*** Opening of Records for the exercise ***

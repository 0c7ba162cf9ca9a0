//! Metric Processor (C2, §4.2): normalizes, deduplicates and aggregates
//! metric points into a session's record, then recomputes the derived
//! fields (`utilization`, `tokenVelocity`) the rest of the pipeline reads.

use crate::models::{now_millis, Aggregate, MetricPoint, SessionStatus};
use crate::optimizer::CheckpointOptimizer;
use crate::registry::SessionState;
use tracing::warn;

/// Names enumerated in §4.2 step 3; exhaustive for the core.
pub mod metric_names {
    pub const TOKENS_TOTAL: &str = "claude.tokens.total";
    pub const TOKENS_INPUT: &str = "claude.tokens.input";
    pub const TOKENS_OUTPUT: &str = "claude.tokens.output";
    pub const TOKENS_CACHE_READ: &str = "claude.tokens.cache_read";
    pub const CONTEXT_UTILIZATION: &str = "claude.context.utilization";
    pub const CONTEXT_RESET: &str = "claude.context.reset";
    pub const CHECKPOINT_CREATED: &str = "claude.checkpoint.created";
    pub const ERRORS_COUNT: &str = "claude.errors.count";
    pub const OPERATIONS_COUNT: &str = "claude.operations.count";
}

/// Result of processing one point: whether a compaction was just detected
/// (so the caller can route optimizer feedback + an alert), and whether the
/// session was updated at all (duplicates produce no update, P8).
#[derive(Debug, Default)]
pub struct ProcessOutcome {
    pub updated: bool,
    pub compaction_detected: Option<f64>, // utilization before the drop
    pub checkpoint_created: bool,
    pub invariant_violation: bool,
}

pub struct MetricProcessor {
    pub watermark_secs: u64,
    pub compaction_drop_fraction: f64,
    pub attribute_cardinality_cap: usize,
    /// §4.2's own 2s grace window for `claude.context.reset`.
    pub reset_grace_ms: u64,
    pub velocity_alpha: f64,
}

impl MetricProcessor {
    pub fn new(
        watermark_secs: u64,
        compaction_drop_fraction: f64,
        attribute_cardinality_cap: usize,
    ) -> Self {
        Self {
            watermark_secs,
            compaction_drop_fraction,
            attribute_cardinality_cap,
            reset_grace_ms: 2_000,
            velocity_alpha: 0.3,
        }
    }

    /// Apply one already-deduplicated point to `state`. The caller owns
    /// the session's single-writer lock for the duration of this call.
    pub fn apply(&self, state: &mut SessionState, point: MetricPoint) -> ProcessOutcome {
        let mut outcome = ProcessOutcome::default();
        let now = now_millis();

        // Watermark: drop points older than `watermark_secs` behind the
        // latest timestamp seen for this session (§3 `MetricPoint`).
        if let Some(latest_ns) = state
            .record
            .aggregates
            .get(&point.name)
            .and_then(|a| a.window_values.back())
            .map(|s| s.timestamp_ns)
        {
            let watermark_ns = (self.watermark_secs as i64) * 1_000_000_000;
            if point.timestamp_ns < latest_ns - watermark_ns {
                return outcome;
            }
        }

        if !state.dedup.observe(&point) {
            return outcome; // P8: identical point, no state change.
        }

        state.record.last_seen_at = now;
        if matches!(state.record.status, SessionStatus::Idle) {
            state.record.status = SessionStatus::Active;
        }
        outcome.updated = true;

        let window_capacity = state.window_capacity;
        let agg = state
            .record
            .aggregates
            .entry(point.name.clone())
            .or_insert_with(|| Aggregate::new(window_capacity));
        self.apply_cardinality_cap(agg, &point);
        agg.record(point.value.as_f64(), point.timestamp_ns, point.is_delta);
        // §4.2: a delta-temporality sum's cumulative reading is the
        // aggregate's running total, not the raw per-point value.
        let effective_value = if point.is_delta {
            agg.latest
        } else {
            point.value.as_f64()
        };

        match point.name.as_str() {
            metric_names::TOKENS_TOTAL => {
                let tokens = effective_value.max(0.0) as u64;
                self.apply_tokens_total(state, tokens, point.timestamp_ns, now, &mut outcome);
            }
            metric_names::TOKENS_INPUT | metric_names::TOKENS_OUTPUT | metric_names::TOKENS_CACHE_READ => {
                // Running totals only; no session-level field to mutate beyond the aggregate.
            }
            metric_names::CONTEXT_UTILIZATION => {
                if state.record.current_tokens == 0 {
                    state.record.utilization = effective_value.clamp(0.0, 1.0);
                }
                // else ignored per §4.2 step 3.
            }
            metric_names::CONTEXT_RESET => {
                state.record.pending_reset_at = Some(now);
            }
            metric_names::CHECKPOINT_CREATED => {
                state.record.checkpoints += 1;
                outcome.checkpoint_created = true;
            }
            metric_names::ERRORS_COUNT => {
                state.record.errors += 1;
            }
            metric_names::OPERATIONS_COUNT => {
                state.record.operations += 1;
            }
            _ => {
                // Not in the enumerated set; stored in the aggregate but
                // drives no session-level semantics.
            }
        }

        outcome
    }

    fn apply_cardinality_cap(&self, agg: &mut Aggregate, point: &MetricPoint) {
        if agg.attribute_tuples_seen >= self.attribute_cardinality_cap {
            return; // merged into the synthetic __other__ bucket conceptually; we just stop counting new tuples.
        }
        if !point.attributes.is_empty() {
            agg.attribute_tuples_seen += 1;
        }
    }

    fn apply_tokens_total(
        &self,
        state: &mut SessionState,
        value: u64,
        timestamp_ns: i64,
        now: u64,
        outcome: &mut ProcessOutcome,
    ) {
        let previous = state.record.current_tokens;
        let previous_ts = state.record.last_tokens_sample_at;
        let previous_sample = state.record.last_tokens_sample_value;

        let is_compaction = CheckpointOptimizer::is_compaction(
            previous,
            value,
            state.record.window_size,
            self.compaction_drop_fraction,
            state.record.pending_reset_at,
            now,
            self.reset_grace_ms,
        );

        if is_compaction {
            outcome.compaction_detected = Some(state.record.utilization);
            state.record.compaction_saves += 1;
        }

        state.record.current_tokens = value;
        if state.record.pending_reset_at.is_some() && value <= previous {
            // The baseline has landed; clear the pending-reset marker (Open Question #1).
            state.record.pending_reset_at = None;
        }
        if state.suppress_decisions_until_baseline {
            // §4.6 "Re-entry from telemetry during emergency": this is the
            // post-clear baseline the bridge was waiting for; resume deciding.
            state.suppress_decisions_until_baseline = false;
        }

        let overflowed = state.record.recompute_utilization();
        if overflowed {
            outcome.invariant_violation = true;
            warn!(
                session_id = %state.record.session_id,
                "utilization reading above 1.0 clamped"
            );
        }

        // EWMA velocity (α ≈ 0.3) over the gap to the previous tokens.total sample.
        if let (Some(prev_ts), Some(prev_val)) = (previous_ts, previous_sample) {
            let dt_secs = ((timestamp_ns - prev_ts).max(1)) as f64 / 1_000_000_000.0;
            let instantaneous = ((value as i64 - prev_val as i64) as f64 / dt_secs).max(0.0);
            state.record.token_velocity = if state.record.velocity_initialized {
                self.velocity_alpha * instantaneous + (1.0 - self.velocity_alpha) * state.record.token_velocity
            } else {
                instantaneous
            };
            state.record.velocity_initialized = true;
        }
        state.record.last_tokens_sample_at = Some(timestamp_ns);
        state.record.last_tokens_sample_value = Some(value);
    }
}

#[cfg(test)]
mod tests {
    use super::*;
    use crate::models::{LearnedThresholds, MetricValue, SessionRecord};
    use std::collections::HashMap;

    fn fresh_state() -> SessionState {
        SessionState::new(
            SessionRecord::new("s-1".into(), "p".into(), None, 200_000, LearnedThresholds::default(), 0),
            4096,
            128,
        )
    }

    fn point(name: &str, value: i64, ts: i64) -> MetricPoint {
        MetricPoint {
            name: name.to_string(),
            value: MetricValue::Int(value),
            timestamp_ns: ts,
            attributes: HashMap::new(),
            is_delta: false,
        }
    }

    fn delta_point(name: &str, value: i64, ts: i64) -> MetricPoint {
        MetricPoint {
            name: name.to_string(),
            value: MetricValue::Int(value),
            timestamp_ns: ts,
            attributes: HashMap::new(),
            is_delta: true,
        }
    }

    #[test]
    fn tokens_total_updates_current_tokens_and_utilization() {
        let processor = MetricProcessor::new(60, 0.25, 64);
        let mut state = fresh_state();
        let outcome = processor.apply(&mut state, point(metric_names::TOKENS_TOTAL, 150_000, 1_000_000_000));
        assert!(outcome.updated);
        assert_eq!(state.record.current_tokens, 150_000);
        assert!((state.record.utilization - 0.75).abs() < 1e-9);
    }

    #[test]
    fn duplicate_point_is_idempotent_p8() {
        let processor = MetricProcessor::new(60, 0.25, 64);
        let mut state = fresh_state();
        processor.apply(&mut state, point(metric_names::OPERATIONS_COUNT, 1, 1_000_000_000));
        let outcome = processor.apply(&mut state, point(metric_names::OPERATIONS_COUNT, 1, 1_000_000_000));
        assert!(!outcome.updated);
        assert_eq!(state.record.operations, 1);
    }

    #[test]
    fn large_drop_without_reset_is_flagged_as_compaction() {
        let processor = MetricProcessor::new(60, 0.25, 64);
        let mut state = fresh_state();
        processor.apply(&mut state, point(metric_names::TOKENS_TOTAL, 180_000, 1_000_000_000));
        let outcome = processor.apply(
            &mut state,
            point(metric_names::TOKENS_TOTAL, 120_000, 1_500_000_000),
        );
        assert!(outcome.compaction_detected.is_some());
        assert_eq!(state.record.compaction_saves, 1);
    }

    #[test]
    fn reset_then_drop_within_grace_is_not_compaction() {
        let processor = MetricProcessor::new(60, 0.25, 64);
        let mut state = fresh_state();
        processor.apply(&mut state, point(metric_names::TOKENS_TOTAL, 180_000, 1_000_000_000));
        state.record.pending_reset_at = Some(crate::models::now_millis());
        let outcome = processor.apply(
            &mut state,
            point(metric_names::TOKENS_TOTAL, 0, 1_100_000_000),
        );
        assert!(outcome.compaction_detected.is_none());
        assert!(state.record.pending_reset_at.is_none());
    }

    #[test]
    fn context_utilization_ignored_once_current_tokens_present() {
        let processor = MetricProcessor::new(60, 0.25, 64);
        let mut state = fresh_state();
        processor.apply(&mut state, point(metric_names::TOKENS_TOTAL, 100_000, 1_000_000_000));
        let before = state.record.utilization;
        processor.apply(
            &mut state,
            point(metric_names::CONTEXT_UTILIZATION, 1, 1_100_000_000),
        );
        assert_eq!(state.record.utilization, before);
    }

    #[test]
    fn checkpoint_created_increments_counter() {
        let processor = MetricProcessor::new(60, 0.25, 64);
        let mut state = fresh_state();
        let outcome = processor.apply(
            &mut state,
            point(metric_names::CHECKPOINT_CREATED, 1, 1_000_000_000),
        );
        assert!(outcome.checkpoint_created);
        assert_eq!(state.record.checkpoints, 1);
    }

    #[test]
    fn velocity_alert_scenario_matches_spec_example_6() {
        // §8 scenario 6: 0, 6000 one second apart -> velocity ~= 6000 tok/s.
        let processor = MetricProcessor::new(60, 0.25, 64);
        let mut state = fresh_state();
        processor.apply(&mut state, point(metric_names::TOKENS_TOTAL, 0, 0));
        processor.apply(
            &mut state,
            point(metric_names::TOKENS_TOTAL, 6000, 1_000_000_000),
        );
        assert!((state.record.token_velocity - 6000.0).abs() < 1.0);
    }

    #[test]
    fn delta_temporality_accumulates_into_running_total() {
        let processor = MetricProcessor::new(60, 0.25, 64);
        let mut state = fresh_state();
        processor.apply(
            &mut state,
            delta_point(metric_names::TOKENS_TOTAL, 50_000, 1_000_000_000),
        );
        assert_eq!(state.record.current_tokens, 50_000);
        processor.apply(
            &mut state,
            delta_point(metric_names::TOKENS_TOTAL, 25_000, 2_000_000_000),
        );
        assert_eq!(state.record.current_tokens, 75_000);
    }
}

*** Close of Records for the exercise ***

Task statement:
Go through the listing above and copy each line where the string "overflowed" appears.

Result:
        let overflowed = state.record.recompute_utilization();
        if overflowed {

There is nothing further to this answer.